## Input data
------------

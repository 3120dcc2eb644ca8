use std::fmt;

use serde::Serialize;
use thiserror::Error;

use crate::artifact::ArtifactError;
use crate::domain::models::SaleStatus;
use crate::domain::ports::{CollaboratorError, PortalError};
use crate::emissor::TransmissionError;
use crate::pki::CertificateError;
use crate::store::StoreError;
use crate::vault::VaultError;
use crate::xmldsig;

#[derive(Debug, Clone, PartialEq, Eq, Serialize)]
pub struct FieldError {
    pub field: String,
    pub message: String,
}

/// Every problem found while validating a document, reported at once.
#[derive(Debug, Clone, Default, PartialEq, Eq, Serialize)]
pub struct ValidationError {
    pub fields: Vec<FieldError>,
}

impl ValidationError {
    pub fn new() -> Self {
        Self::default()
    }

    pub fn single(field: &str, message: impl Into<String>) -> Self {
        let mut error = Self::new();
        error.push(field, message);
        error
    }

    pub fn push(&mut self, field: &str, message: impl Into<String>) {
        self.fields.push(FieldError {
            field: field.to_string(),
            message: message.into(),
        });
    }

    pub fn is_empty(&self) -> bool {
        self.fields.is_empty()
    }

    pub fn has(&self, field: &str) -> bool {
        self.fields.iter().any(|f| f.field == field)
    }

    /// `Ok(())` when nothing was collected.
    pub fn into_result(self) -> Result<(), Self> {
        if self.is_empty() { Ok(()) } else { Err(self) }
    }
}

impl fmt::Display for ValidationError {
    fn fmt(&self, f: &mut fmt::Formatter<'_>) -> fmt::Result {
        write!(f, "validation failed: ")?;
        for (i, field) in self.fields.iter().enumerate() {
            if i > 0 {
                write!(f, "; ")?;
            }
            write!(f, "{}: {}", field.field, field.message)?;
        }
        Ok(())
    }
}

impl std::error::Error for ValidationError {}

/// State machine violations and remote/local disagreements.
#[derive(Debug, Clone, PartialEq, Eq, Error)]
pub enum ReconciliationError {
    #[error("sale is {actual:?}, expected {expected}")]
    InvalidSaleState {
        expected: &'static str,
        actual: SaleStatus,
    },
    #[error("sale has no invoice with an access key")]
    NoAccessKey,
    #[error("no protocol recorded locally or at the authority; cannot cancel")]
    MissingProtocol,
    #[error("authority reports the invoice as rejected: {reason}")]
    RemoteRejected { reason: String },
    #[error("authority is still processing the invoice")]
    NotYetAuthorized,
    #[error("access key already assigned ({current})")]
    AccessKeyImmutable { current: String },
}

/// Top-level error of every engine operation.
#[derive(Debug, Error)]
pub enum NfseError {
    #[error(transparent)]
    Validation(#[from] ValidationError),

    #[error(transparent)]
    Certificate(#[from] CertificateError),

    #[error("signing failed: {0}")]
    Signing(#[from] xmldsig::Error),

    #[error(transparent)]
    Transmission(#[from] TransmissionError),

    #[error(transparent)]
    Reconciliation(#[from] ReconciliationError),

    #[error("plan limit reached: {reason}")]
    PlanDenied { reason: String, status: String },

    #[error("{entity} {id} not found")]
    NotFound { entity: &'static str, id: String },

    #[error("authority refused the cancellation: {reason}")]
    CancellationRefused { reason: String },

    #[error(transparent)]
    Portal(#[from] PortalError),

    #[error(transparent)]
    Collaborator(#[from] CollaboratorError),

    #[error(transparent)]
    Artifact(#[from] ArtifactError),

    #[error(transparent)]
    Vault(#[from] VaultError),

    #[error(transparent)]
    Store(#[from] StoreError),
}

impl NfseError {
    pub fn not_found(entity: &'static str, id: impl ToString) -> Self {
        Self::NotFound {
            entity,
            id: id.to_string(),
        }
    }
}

------------

Beginning at the first line of the records, retype exactly every line up to and including the one with "use crate::pki::CertificateError;".

## Output for this task
repository 3120dcc2eb644ca8
use std::fmt;

use serde::Serialize;
use thiserror::Error;

use crate::artifact::ArtifactError;
use crate::domain::models::SaleStatus;
use crate::domain::ports::{CollaboratorError, PortalError};
use crate::emissor::TransmissionError;
use crate::pki::CertificateError;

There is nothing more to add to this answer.